The “Persian Psyche”

by EDWARD W. SAID

“One should not reduce other people to a stereo­typical core: Too simple, too ideological, too racist. But for Persia, it seems, re­duction serves.”

At one point during the recent ABC special on the secret negotiations leading to the hostage release, Christian Bourguet describes his late March 1980 meeting with Jimmy Carter at the White House. Bourguet, a French lawyer with ties to the Iranians, acted as an intermediary be­tween the U.S. and Iran; he had come to Washington because, despite an arrange­ment worked out with the Panamanians to arrest the Shah, the deposed ruler had left suddenly for Egypt. So they were back to square one:

Bourguet: At a given moment [Carter] spoke of the hostages, saying, you under­stand that these are Americans. These are innocents. I said to him, yes, Mr. Presi­dent, I understand that you say they are innocent. But I believe you have to understand that for the Iranians they aren’t innocent. Even if personally none them has committed an act, they are not inno­cent because they are diplomats who represent a country that has done a number of things in Iran.
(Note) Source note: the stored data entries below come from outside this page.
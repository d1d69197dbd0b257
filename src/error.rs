//! Unified error types for the stats service.

use thiserror::Error;

/// Unified error type for the stats service.
#[derive(Error, Debug)]
pub enum StatsError {
    /// Configuration loading error.
    #[error("configuration error: {0}")]
    Config(#[from] envy::Error),

    /// JSON parsing or serialization error.
    #[error("json error: {0}")]
    Json(#[from] serde_json::Error),

    /// IO error on the persisted stats file.
    #[error("io error: {0}")]
    Io(#[from] std::io::Error),
}

/// Convenient Result type alias.
pub type Result<T> = std::result::Result<T, StatsError>;
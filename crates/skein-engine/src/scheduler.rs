//! The run scheduler: drains the ready queue, drives each node through the
//! `process_node` state machine, and finalizes the run record.
//!
//! One node is in flight at a time. Children are enqueued through
//! remaining-parent gating: a child joins the queue exactly when its last
//! declared parent reaches a terminal state, so the AND-join check always
//! observes a complete snapshot of parent outputs.

use std::sync::Arc;
use std::time::Instant;

use serde_json::{json, Map, Value};
use skein_types::{
    EvidenceEnvelope, FeedEvidenceMeta, FeedPostStatus, NodeMetric, NodeRunStatus,
    ProviderCallStatus, ProviderTraceEntry, QualityDecision, QualityProfile, QualitySummary,
    Result, RunRecord, TerminalState, ThreadTurnRef, UsageStats,
};

use crate::evidence::{normalize_envelope, EvidenceLedger, EvidenceSink};
use crate::events::{EventEmitter, RunEvent};
use crate::feed::{self, FeedSink};
use crate::gate;
use crate::graph::{
    DependencyIndex, GateConfig, GraphData, Node, NodeConfig, TransformConfig, TurnConfig,
    DEFAULT_QUALITY_THRESHOLD,
};
use crate::quality::{HeuristicGrader, QualityGrader};
use crate::state::{RunControl, RunState};
use crate::text::extract_text;
use crate::transform::run_transform;
use crate::turn::{execute_with_schema_retry, TurnFailure, TurnOutcome, TurnRunner};
use crate::validation;

const ENGINE_PROVIDER: &str = "engine";
const CANCEL_REASON: &str = "cancelled by user";
const PRUNED_REASON: &str = "branch result pruned";

/// How a call to [`Scheduler::run`] ended.
#[derive(Debug, Clone, Copy, PartialEq, Eq)]
pub enum RunSignal {
    /// The queue drained and the run record was finalized.
    Completed,
    /// A pause request halted the run; call [`RunControl::resume`] and
    /// [`Scheduler::run`] again to continue.
    Paused,
}

/// Drives one graph run to completion.
pub struct Scheduler {
    index: DependencyIndex,
    question: String,
    runner: Arc<dyn TurnRunner>,
    grader: Arc<dyn QualityGrader>,
    evidence_sink: Option<Box<dyn EvidenceSink>>,
    feed_sink: Option<Box<dyn FeedSink>>,
    emitter: EventEmitter,
    control: RunControl,
    state: RunState,
    ledger: EvidenceLedger,
    record: RunRecord,
    started: Option<Instant>,
    finalized: bool,
}
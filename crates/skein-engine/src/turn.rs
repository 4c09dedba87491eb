//! Turn node execution: the executor seam, artifact normalization, and the
//! single schema-guided retry.
//!
//! The engine never talks to a model directly. A [`TurnRunner`] collaborator
//! performs the actual call and reports a tagged [`TurnOutcome`]; the engine
//! wraps it with output normalization and, for final or schema-declaring
//! nodes, one retry that feeds the violations back to the runner.

use async_trait::async_trait;
use serde_json::{json, Value};
use skein_types::{KnowledgeTraceEntry, MemoryTraceEntry, UsageStats};

use crate::graph::{Node, TurnConfig};
use crate::schema;
use crate::text::extract_text;

/// One executor invocation as the runner sees it.
#[derive(Debug, Clone)]
pub struct TurnRequest {
    pub node_id: String,
    pub executor: String,
    pub model: Option<String>,
    pub prompt: String,
    pub role_label: String,
    pub input: Value,
    /// 0 for the first call, 1 for the schema retry.
    pub attempt: usize,
}

/// A completed executor call.
#[derive(Debug, Clone)]
pub struct TurnCompletion {
    pub output: Value,
    pub provider: String,
    pub thread_id: Option<String>,
    pub turn_id: Option<String>,
    pub usage: Option<UsageStats>,
    pub knowledge_trace: Vec<KnowledgeTraceEntry>,
    pub memory_trace: Vec<MemoryTraceEntry>,
}

/// A failed executor call. `partial_output` carries whatever the provider
/// returned before failing, for the audit trail; thread and turn ids are
/// kept when the provider got far enough to allocate them.
#[derive(Debug, Clone)]
pub struct TurnFailure {
    pub error: String,
    pub provider: String,
    pub thread_id: Option<String>,
    pub turn_id: Option<String>,
    pub partial_output: Option<Value>,
    pub usage: Option<UsageStats>,
}

/// Tagged result of one executor call. `Interrupted` means the call was
/// stopped by an engine-level signal, not that the provider failed.
#[derive(Debug, Clone)]
pub enum TurnOutcome {
    Completed(TurnCompletion),
    Failed(TurnFailure),
    Interrupted,
}

/// Collaborator that performs the actual model call for a turn node.
#[async_trait]
pub trait TurnRunner: Send + Sync {
    async fn run(&self, request: TurnRequest) -> TurnOutcome;
}

/// Result of [`execute_with_schema_retry`]: the final outcome plus any
/// schema warnings that survived the retry.
#[derive(Debug)]
pub struct TurnExecution {
    pub outcome: TurnOutcome,
    pub warnings: Vec<String>,
    pub attempts: usize,
}

/// Run a turn node's executor, retrying once on schema violations when the
/// node is a final turn node or declares an output schema. Failures and
/// interruptions are returned as-is; the retry exists only to repair
/// structurally invalid output.
pub async fn execute_with_schema_retry(
    runner: &dyn TurnRunner,
    node: &Node,
    config: &TurnConfig,
    input: &Value,
    is_final: bool,
) -> TurnExecution {
    let max_retry = if is_final || config.output_schema_json.is_some() {
        1
    } else {
        0
    };

    let parsed_schema = parse_output_schema(config);
    let mut warnings = Vec::new();
    let mut request_input = input.clone();
    let mut merged_usage: Option<UsageStats> = None;
    let mut attempt = 0;

    loop {
        let request = TurnRequest {
            node_id: node.id.clone(),
            executor: config.executor.clone(),
            model: config.model.clone(),
            prompt: config.prompt.clone(),
            role_label: node.role_label().to_string(),
            input: request_input.clone(),
            attempt,
        };
        tracing::debug!(node = %node.id, attempt, "dispatching turn executor");

        match runner.run(request).await {
            TurnOutcome::Interrupted => {
                return TurnExecution {
                    outcome: TurnOutcome::Interrupted,
                    warnings,
                    attempts: attempt + 1,
                };
            }
            TurnOutcome::Failed(mut failure) => {
                failure.usage = UsageStats::merge(merged_usage, failure.usage);
                return TurnExecution {
                    outcome: TurnOutcome::Failed(failure),
                    warnings,
                    attempts: attempt + 1,
                };
            }
            TurnOutcome::Completed(mut completion) => {
                completion.output = normalize_artifact_output(completion.output, node, config);
                completion.usage = UsageStats::merge(merged_usage, completion.usage);

                let violations = match &parsed_schema {
                    Some(schema_value) => {
                        let target = schema_validation_target(&completion.output);
                        schema::validate(target, schema_value)
                    }
                    None => Vec::new(),
                };

                if violations.is_empty() || attempt >= max_retry {
                    if !violations.is_empty() {
                        warnings.push(format!(
                            "output schema violations persisted after retry: {}",
                            violations
                                .iter()
                                .map(|v| v.to_string())
                                .collect::<Vec<_>>()
                                .join("; ")
                        ));
                    }
                    return TurnExecution {
                        outcome: TurnOutcome::Completed(completion),
                        warnings,
                        attempts: attempt + 1,
                    };
                }

                tracing::info!(
                    node = %node.id,
                    violations = violations.len(),
                    "turn output violated schema, retrying once"
                );
                request_input =
                    build_schema_retry_input(input, &completion.output, &violations);
                merged_usage = completion.usage;
                attempt += 1;
            }
        }
    }
}

fn parse_output_schema(config: &TurnConfig) -> Option<Value> {
    let raw = config.output_schema_json.as_deref()?;
    match serde_json::from_str(raw) {
        Ok(value) => Some(value),
        Err(err) => {
            tracing::warn!(%err, "ignoring unparseable output schema");
            None
        }
    }
}

/// Wrap raw executor output into an artifact envelope when the node declares
/// an artifact type. String output that parses as JSON becomes the payload;
/// otherwise the raw value is the payload.
pub fn normalize_artifact_output(raw: Value, node: &Node, config: &TurnConfig) -> Value {
    let Some(artifact_type) = config.artifact_type.as_deref() else {
        return raw;
    };

    let payload = match &raw {
        Value::String(text) => serde_json::from_str::<Value>(text)
            .ok()
            .filter(|v| v.is_object() || v.is_array())
            .unwrap_or_else(|| raw.clone()),
        other => other.clone(),
    };

    json!({
        "artifact": {
            "artifact_type": artifact_type,
            "version": "v1",
            "author_node_id": node.id,
            "created_at": chrono::Utc::now().to_rfc3339(),
            "payload": payload,
        },
        "text": extract_text(&raw),
        "raw": raw,
    })
}

/// Schemas apply to the artifact payload when the output is an envelope,
/// otherwise to the output itself.
pub fn schema_validation_target(output: &Value) -> &Value {
    output
        .get("artifact")
        .and_then(|artifact| artifact.get("payload"))
        .unwrap_or(output)
}

fn build_schema_retry_input(
    original_input: &Value,
    previous_output: &Value,
    violations: &[schema::Violation],
) -> Value {
    json!({
        "input": original_input,
        "previous_output": previous_output,
        "schema_violations": violations
            .iter()
            .map(|v| v.to_string())
            .collect::<Vec<_>>(),
        "instruction": "The previous output did not satisfy the required output schema. \
                        Fix the listed violations and answer again with the same content.",
    })
}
You must understand that it is not against their person that the action is being taken. Of course, you can see that. They have not been harmed. They have not been hurt. No attempt has been made to kill them. You must understand that it is a symbol, that it is on the plane of symbols that we have to think about this matter.

In fact Carter seems to have viewed the embassy seizure very much in symbolic terms, but, unlike the Frenchman, he had his own frame of reference. From Carter’s perspective, Americans were by definition innocent and somehow outside history; Iran’s grievances against the U.S., he would say on another occasion, were an­cient history. What mattered now was that Iranians were terrorists, and perhaps had always potentially been a terrorist nation. Indeed, anyone who disliked America and held it captive was dangerous and sick, beyond rationality, beyond humanity, beyond common decency.
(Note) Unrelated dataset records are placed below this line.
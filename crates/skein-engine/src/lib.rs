//! Graph execution engine for multi-agent workflows.
//!
//! A workflow is a DAG of heterogeneous nodes: `turn` nodes delegate to an
//! external executor via the [`turn::TurnRunner`] seam, `transform` nodes
//! reshape data synchronously, `gate` nodes route on a PASS/REJECT decision
//! and prune the losing branch. The [`scheduler::Scheduler`] drains a ready
//! queue under AND-join dependency gating, honors cooperative pause/cancel
//! requests, grades the terminal node's output, and accumulates an
//! append-only audit trail (evidence envelopes + feed posts) on the
//! [`skein_types::RunRecord`].
//!
//! ```no_run
//! # use std::sync::Arc;
//! # use skein_engine::graph::{Edge, GraphData, Node, NodeConfig, TurnConfig};
//! # use skein_engine::scheduler::Scheduler;
//! # use skein_engine::turn::TurnRunner;
//! # async fn example(runner: Arc<dyn TurnRunner>) -> skein_types::Result<()> {
//! let graph = GraphData {
//!     nodes: vec![Node {
//!         id: "answer".into(),
//!         name: String::new(),
//!         config: NodeConfig::Turn(TurnConfig::default()),
//!     }],
//!     edges: vec![],
//! };
//! let mut scheduler = Scheduler::new(&graph, "what changed?", runner)?;
//! scheduler.run().await?;
//! println!("{:?}", scheduler.record().final_answer);
//! # Ok(())
//! # }
//! ```

pub mod evidence;
pub mod events;
pub mod feed;
pub mod gate;
pub mod graph;
pub mod quality;
pub mod schema;
pub mod scheduler;
pub mod state;
pub mod synthesis;
pub mod text;
pub mod transform;
pub mod turn;
pub mod validation;

pub use scheduler::{RunSignal, Scheduler};
pub use state::RunControl;
pub use turn::{TurnOutcome, TurnRunner};

pub use skein_types::{Result, SkeinError};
Carter’s inability to connect America’s longstanding support for local dictators with what was happening to the Ameri­cans held unlawfully in Tehran is ex­traordinarily symptomatic. Even if one completely opposes the hostage taking, even if one has only positive feelings about the hostages’ return, there are alarming lessons to be learned from what seems like the official national tendency to be ob­livious to certain realities. All rela­tionships between people and nations in­volve two sides. Nothing at all enjoins “us” to like or approve of “them,” but we must at least recognize (a) that “they” are there, and (b) that so far as “they” are concerned “we” are, at least in part, what “they” have experienced of us. Neither side in a conflict has such command of reality as to disregard totally the other viewpoint. Unless of course we believe as Americans that whereas the other side is ontologically guilty, we are innocent.
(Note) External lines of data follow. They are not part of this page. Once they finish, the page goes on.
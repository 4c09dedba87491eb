//! Quality gate for final turn nodes.
//!
//! A [`QualityGrader`] turns the final node's output text into a
//! [`QualityReport`]. The built-in [`HeuristicGrader`] applies penalty-scored
//! checks per quality profile: every failed check subtracts its penalty from
//! 100, the clamped score is compared against the node's threshold.

use async_trait::async_trait;
use skein_types::{QualityCheck, QualityDecision, QualityProfile, QualityReport};

pub const MIN_ANSWER_CHARS: usize = 120;

/// Grades the output of a final turn node. Intermediate nodes are never
/// graded.
#[async_trait]
pub trait QualityGrader: Send + Sync {
    async fn grade(&self, profile: QualityProfile, threshold: u32, text: &str) -> QualityReport;
}

/// Default grader with no external dependencies.
#[derive(Debug, Default, Clone)]
pub struct HeuristicGrader;

#[async_trait]
impl QualityGrader for HeuristicGrader {
    async fn grade(&self, profile: QualityProfile, threshold: u32, text: &str) -> QualityReport {
        grade_text(profile, threshold, text)
    }
}

struct CheckSpec {
    id: &'static str,
    label: &'static str,
    kind: &'static str,
    required: bool,
    penalty: u32,
    passed: bool,
    detail: Option<String>,
}

/// Pure grading routine behind [`HeuristicGrader`].
pub fn grade_text(profile: QualityProfile, threshold: u32, text: &str) -> QualityReport {
    let trimmed = text.trim();
    let char_count = trimmed.chars().count();

    let mut specs = vec![
        CheckSpec {
            id: "non_empty",
            label: "output is not empty",
            kind: "non_empty",
            required: true,
            penalty: 40,
            passed: !trimmed.is_empty(),
            detail: None,
        },
        CheckSpec {
            id: "min_length",
            label: "output meets minimum length",
            kind: "min_length",
            required: false,
            penalty: 10,
            passed: char_count >= MIN_ANSWER_CHARS,
            detail: Some(format!("{char_count} chars, minimum {MIN_ANSWER_CHARS}")),
        },
    ];

    match profile {
        QualityProfile::ResearchEvidence => {
            specs.push(CheckSpec {
                id: "source_signal",
                label: "cites at least one source",
                kind: "signal",
                required: true,
                penalty: 20,
                passed: has_source_signal(trimmed),
                detail: None,
            });
            specs.push(CheckSpec {
                id: "uncertainty_signal",
                label: "acknowledges uncertainty or limitations",
                kind: "signal",
                required: false,
                penalty: 10,
                passed: has_uncertainty_signal(trimmed),
                detail: None,
            });
        }
        QualityProfile::DesignPlanning => {
            let hits = keyword_hits(trimmed, DESIGN_KEYWORDS);
            specs.push(CheckSpec {
                id: "design_coverage",
                label: "covers planning vocabulary",
                kind: "coverage",
                required: true,
                penalty: 20,
                passed: hits >= 3,
                detail: Some(format!("{hits} of {} planning terms", DESIGN_KEYWORDS.len())),
            });
        }
        QualityProfile::CodeImplementation => {
            specs.push(CheckSpec {
                id: "code_plan_signal",
                label: "names files, tests, or build steps",
                kind: "signal",
                required: true,
                penalty: 20,
                passed: has_code_plan_signal(trimmed),
                detail: None,
            });
        }
        QualityProfile::SynthesisFinal => {
            let hits = keyword_hits(trimmed, SYNTHESIS_KEYWORDS);
            specs.push(CheckSpec {
                id: "synthesis_coverage",
                label: "covers synthesis vocabulary",
                kind: "coverage",
                required: true,
                penalty: 20,
                passed: hits >= 3,
                detail: Some(format!(
                    "{hits} of {} synthesis terms",
                    SYNTHESIS_KEYWORDS.len()
                )),
            });
        }
        QualityProfile::General => {}
    }

    let mut score: i64 = 100;
    let mut checks = Vec::with_capacity(specs.len());
    let mut failures = Vec::new();
    let mut warnings = Vec::new();

    for spec in specs {
        if !spec.passed {
            score -= spec.penalty as i64;
            if spec.required {
                failures.push(spec.label.to_string());
            } else {
                warnings.push(spec.label.to_string());
            }
        }
        checks.push(QualityCheck {
            id: spec.id.to_string(),
            label: spec.label.to_string(),
            kind: spec.kind.to_string(),
            required: spec.required,
            passed: spec.passed,
            score_delta: if spec.passed { 0 } else { -(spec.penalty as i32) },
            detail: spec.detail,
        });
    }

    let score = score.clamp(0, 100) as u32;
    let decision = if score >= threshold {
        QualityDecision::Pass
    } else {
        QualityDecision::Reject
    };

    QualityReport {
        profile,
        threshold,
        score,
        decision,
        checks,
        failures,
        warnings,
    }
}

const DESIGN_KEYWORDS: &[&str] = &[
    "goal",
    "scope",
    "milestone",
    "risk",
    "dependency",
    "phase",
    "plan",
    "architecture",
];

const SYNTHESIS_KEYWORDS: &[&str] = &[
    "conclusion",
    "evidence",
    "confidence",
    "conflict",
    "recommendation",
    "finding",
    "limitation",
    "summary",
];

fn has_source_signal(text: &str) -> bool {
    regex_hit(r"(?i)(https?://|\bsource\s*:|\[source\])", text)
}

fn has_code_plan_signal(text: &str) -> bool {
    regex_hit(
        r"(?i)\b(file|test|lint|build|patch|module|class|function)\b",
        text,
    )
}

fn has_uncertainty_signal(text: &str) -> bool {
    regex_hit(
        r"(?i)\b(uncertain|unverified|assumption|limitation|confidence)\b",
        text,
    )
}

fn keyword_hits(text: &str, keywords: &[&str]) -> usize {
    let lowered = text.to_lowercase();
    keywords
        .iter()
        .filter(|keyword| lowered.contains(*keyword))
        .count()
}

fn regex_hit(pattern: &str, haystack: &str) -> bool {
    regex::Regex::new(pattern)
        .map(|re| re.is_match(haystack))
        .unwrap_or(false)
}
Consider now the confidential cable sent from Tehran by Bruce Laingen to Secretary of State Vance on August 13, 1979 — a document entirely consistent with President Carter’s attitudes in his con­versation with Bourguet. The cable was published on The New York Times Op Ed page January 27, 1981, perhaps to explain what Iranians are really like, perhaps only as an ironic footnote to the crisis. Yet Laingen’s message is not a scientific ac­count of “the Persian psyche,” despite the author’s pretense to calm objectivity and expert knowledge of the culture. The text is, rather, an ideological statement de­signed, I think, to turn “Persia” into a timeless, acutely disturbed essence, there­by enhancing the superior morality and national sanity of America. Each assertion about “Persia” adds damaging evidence to the profile, while shielding “America” from scrutiny and analysis.